What you need to do: What is wanted is an exact copy of the lines from the top of the listing through the line containing "use std::sync::Arc;".

• • • •

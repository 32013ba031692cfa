//! API routes
//!
//! `/ask` accepts the question either as a query parameter (GET) or as a
//! JSON body (POST). Every other method gets a JSON 405.

use axum::extract::rejection::{JsonRejection, QueryRejection};
use axum::extract::{Query, State};
use axum::http::StatusCode;
use axum::routing::get;
use axum::{Json, Router};
use chrono::{DateTime, Utc};
use serde::{Deserialize, Serialize};
use std::sync::Arc;
use tracing::{info, info_span, Instrument};
use uuid::Uuid;
use validator::Validate;

use crate::error::AppError;
use crate::models::{AskRequest, AskResponse, ErrorResponse};
use crate::server::AppState;

type AppStateArc = Arc<AppState>;

// ============================================================================
// Ask Routes
// ============================================================================

pub fn ask_routes() -> Router<AppStateArc> {
    Router::new().route(
        "/ask",
        get(ask_get).post(ask_post).fallback(method_not_allowed),
    )
}

async fn ask_get(
    State(state): State<AppStateArc>,
    query: Result<Query<AskRequest>, QueryRejection>,
) -> Result<Json<AskResponse>, AppError> {
    let Query(request) = query.map_err(|e| AppError::Validation(e.body_text()))?;
    answer_question(&state, request).await
}

async fn ask_post(
    State(state): State<AppStateArc>,
    body: Result<Json<AskRequest>, JsonRejection>,
) -> Result<Json<AskResponse>, AppError> {
    let Json(request) = body.map_err(|e| AppError::Validation(e.body_text()))?;
    answer_question(&state, request).await
}

async fn answer_question(
    state: &AppState,
    request: AskRequest,
) -> Result<Json<AskResponse>, AppError> {
    let request = request.trimmed();
    request.validate()?;

    let request_id = Uuid::new_v4();
    let span = info_span!("ask", %request_id);

    async move {
        info!("Question received: {:?}", request.question);

        let messages = state.source.fetch_messages().await?;
        let outcome = state.engine.analyze(&request.question, &messages);

        info!(
            source = ?outcome.source,
            intent = ?outcome.intent,
            no_match = ?outcome.no_match,
            "Answered from {} messages",
            messages.len()
        );

        Ok(Json(AskResponse {
            answer: outcome.answer,
        }))
    }
    .instrument(span)
    .await
}

async fn method_not_allowed() -> (StatusCode, Json<ErrorResponse>) {
    (
        StatusCode::METHOD_NOT_ALLOWED,
        Json(ErrorResponse {
            error: "Method not allowed. Use GET or POST.".to_string(),
        }),
    )
}

// ============================================================================
// Health Routes
// ============================================================================

#[derive(Debug, Serialize, Deserialize)]
pub struct HealthResponse {
    pub status: String,
    pub version: String,
    pub started_at: DateTime<Utc>,
    pub uptime_seconds: u64,
    pub special_cases: usize,
}

pub fn health_routes() -> Router<AppStateArc> {
    Router::new().route("/health", get(health_check))
}

async fn health_check(State(state): State<AppStateArc>) -> Json<HealthResponse> {
    Json(HealthResponse {
        status: "ok".to_string(),
        version: env!("CARGO_PKG_VERSION").to_string(),
        started_at: state.started_at,
        uptime_seconds: state.start_time.elapsed().as_secs(),
        special_cases: state.engine.special_cases().len(),
    })
}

• • • •

Output of the exercise:
repository 32013ba031692cfa
//! API routes
//!
//! `/ask` accepts the question either as a query parameter (GET) or as a
//! JSON body (POST). Every other method gets a JSON 405.

use axum::extract::rejection::{JsonRejection, QueryRejection};
use axum::extract::{Query, State};
use axum::http::StatusCode;
use axum::routing::get;
use axum::{Json, Router};
use chrono::{DateTime, Utc};
use serde::{Deserialize, Serialize};
use std::sync::Arc;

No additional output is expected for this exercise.